### WHAT NEEDS TO BE DONE
Return exactly the lines below, starting with the one that has "or the reverse" and going on through the one that has "into a [GraphError::Computation].".

Saved entries
________________________________________

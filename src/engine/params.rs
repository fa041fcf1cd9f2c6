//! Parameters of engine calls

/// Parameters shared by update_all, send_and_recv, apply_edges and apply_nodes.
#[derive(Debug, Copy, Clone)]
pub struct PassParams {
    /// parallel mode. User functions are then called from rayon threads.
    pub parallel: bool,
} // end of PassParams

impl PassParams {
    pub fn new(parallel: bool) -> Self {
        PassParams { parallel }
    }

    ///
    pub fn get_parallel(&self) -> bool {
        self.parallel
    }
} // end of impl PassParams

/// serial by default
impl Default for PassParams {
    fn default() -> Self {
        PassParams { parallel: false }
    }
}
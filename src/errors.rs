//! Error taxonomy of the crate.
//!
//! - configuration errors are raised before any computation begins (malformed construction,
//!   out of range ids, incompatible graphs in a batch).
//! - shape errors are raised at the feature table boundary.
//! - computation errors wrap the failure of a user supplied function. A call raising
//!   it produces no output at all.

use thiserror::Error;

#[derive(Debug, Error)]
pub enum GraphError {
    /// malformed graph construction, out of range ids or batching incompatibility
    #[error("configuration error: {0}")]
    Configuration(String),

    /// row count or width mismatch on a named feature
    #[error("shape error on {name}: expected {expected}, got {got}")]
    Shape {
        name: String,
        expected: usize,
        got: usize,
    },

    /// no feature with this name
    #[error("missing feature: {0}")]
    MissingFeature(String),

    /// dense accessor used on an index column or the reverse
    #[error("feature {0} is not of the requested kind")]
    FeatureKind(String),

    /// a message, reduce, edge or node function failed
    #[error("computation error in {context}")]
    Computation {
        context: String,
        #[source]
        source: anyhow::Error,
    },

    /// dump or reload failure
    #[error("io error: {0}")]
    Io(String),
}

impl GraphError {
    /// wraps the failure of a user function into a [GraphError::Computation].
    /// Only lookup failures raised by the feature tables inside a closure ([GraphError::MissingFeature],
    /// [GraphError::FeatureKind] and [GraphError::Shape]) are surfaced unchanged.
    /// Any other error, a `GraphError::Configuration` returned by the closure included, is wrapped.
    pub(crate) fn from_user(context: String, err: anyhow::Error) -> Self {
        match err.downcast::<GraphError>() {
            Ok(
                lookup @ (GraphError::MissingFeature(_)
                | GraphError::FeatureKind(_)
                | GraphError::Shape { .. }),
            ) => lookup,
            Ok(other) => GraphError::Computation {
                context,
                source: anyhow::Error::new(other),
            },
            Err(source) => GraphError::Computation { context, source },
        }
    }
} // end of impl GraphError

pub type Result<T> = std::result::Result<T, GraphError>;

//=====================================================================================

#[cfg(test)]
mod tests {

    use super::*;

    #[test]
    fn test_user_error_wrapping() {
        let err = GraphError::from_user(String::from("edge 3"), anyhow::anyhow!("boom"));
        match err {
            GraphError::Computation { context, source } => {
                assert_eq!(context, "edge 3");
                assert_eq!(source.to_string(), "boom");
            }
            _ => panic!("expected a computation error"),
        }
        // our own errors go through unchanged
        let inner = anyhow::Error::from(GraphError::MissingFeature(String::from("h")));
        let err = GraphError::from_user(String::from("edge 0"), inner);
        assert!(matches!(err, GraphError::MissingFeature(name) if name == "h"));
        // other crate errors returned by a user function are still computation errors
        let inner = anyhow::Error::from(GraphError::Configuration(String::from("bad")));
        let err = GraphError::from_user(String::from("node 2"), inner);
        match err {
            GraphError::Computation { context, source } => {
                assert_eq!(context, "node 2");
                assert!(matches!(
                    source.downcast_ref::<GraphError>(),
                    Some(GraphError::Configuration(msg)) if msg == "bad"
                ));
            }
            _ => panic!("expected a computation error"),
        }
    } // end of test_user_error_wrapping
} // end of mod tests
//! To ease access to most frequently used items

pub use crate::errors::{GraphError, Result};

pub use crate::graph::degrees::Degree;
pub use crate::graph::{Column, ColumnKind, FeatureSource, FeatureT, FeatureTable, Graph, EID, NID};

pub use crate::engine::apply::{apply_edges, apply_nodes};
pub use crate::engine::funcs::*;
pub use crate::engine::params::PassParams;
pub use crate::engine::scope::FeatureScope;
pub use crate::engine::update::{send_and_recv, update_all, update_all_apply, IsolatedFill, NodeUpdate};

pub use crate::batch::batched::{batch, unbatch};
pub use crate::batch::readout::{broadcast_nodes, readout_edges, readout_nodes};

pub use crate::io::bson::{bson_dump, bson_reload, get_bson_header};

________________________________________

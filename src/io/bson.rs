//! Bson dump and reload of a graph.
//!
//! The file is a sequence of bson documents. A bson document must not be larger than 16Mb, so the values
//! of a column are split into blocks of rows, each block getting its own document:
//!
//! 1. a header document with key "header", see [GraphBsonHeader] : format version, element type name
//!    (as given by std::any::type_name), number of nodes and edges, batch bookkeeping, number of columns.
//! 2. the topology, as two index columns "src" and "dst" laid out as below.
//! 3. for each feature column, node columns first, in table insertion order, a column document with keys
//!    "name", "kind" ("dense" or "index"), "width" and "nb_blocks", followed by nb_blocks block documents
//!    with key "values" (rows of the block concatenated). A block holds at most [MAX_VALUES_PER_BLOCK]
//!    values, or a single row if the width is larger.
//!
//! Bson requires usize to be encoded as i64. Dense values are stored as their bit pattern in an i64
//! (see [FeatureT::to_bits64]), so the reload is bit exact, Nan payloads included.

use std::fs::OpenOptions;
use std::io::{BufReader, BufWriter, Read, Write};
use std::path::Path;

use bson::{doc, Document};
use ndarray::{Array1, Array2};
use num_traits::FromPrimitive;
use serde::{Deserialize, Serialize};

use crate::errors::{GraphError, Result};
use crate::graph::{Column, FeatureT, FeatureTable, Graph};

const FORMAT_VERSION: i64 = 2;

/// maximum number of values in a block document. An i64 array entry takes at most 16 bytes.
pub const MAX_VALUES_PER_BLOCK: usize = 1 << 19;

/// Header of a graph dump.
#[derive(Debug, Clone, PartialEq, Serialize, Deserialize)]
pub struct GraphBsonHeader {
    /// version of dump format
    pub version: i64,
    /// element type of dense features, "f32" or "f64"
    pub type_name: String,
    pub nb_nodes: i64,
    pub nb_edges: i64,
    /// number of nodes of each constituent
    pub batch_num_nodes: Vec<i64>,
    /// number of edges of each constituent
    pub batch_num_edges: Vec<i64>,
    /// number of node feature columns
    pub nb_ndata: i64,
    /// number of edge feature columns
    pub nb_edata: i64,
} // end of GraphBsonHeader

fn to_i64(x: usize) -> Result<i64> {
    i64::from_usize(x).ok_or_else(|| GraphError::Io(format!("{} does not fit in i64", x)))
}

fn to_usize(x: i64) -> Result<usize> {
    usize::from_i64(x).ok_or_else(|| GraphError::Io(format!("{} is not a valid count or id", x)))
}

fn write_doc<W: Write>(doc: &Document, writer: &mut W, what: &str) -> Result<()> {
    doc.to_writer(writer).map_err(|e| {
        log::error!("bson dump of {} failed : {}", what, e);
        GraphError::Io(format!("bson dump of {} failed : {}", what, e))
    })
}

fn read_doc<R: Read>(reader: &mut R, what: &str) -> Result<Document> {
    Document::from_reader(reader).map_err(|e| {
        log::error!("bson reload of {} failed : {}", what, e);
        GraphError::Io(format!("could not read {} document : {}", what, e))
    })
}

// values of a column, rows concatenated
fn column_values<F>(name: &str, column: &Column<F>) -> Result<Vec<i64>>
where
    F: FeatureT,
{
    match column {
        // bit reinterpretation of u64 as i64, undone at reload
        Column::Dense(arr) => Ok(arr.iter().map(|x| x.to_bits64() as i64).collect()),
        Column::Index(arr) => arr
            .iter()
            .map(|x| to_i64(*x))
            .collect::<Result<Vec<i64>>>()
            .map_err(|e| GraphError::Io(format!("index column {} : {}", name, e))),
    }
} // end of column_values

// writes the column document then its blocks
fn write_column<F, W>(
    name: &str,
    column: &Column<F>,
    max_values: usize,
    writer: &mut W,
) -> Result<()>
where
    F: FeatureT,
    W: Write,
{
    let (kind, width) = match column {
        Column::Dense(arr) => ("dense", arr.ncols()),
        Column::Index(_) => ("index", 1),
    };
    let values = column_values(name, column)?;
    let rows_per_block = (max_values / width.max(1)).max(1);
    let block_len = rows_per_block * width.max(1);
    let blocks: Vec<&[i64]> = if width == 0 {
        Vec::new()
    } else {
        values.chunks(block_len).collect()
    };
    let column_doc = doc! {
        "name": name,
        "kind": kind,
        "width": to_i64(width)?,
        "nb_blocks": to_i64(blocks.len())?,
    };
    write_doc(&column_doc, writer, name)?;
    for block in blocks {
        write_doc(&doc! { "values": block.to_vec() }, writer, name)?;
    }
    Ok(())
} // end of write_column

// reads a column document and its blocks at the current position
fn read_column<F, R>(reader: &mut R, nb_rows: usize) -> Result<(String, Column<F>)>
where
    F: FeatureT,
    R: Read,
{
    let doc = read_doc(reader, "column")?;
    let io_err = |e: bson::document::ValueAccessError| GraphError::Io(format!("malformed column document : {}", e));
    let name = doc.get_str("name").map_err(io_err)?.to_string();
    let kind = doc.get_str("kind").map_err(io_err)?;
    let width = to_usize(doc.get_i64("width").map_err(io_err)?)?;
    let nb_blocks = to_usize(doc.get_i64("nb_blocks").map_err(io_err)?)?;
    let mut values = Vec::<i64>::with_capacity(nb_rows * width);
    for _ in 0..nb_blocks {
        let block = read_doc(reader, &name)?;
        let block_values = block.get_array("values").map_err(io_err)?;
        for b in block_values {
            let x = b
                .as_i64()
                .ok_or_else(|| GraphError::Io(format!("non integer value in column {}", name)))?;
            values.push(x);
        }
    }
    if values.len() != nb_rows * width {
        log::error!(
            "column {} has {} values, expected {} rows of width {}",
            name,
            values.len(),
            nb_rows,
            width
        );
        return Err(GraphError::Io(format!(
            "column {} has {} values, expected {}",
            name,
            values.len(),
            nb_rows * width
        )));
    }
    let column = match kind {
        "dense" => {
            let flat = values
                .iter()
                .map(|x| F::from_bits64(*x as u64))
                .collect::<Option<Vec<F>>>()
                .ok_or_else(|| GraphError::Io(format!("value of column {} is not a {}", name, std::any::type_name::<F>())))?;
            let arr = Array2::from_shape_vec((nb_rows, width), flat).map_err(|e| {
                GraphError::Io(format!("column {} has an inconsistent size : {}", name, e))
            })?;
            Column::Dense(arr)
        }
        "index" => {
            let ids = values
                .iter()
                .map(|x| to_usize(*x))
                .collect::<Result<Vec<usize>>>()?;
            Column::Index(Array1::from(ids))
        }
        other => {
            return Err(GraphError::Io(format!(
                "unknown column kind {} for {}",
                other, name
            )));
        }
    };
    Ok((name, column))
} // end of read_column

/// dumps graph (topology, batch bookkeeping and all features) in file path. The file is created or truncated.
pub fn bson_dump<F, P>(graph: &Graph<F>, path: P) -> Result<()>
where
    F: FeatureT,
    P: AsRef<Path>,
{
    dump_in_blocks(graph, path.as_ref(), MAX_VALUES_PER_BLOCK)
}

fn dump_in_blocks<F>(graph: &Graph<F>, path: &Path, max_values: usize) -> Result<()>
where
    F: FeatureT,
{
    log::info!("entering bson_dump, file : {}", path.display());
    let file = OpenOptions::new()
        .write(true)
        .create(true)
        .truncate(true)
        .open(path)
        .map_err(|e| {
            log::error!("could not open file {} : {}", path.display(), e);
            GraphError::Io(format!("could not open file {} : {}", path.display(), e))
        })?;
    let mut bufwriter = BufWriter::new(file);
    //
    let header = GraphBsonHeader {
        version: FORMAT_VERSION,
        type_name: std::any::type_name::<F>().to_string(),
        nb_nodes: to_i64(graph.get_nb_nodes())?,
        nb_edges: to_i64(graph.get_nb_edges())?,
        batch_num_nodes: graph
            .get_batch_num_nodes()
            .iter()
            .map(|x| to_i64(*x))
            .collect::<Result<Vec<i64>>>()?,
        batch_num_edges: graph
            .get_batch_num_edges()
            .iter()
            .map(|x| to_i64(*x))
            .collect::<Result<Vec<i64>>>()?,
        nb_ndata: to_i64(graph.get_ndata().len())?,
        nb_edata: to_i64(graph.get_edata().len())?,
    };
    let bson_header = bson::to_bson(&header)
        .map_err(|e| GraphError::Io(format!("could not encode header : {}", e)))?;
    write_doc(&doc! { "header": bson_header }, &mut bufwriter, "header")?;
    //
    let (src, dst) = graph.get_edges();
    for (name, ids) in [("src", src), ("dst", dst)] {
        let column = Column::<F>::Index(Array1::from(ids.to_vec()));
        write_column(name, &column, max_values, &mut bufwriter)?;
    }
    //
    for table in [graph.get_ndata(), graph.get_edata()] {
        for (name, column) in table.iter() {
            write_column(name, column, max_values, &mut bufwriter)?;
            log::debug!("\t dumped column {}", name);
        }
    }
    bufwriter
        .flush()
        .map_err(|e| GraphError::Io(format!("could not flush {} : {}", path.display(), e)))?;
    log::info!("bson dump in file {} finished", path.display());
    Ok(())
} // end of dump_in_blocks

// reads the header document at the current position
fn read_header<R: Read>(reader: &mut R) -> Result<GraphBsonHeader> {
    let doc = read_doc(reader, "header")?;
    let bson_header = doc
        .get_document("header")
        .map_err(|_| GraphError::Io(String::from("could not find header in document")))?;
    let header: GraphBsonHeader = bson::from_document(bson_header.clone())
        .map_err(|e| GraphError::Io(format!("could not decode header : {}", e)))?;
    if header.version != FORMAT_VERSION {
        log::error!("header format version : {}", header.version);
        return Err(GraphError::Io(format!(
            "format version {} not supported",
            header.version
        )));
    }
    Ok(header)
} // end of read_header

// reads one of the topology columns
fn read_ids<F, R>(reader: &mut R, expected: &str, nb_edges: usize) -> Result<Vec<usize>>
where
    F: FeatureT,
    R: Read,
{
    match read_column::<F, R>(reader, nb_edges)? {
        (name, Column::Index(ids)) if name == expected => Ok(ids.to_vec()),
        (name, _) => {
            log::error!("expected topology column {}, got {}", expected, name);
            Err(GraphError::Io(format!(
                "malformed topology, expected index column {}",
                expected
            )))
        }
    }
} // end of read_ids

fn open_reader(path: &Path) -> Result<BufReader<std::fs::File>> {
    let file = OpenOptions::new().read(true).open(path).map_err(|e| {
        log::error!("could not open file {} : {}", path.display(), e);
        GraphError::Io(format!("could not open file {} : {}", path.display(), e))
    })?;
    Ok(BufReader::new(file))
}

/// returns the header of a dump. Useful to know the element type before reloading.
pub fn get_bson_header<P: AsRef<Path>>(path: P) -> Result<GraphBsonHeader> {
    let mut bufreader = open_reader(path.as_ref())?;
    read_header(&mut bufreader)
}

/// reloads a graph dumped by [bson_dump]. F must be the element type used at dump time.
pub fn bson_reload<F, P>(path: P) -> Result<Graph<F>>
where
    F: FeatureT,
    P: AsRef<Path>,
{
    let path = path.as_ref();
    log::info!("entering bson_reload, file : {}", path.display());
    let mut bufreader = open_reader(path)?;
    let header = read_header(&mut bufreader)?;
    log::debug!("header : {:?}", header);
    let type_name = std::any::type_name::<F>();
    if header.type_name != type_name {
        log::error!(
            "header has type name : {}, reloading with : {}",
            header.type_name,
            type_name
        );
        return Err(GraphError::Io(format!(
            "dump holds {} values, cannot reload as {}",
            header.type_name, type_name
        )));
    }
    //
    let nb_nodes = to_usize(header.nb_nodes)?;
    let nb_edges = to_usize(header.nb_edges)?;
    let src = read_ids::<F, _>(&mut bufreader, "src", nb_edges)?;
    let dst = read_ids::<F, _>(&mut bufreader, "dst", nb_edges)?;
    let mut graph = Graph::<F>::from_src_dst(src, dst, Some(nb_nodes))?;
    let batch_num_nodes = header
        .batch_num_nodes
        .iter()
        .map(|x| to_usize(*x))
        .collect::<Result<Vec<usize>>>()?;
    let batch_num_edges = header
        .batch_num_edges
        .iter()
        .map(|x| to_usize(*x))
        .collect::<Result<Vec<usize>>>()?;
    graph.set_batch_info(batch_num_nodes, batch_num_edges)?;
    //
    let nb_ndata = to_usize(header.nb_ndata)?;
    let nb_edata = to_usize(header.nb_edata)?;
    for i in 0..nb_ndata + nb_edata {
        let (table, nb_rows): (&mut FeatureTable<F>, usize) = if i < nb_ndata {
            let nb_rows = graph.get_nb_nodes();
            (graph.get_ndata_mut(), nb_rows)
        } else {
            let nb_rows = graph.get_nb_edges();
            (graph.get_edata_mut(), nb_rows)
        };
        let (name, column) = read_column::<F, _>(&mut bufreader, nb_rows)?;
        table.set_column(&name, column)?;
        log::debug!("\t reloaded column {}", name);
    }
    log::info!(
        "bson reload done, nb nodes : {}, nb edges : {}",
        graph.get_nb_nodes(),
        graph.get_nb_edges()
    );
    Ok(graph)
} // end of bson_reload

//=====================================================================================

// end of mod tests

________________________________________

### SOLUTION FOR THIS EXERCISE
    /// dense accessor used on an index column or the reverse
    #[error("feature {0} is not of the requested kind")]
    FeatureKind(String),

    /// a message, reduce, edge or node function failed
    #[error("computation error in {context}")]
    Computation {
        context: String,
        #[source]
        source: anyhow::Error,
    },

    /// dump or reload failure
    #[error("io error: {0}")]
    Io(String),
}

impl GraphError {
    /// wraps the failure of a user function into a [GraphError::Computation].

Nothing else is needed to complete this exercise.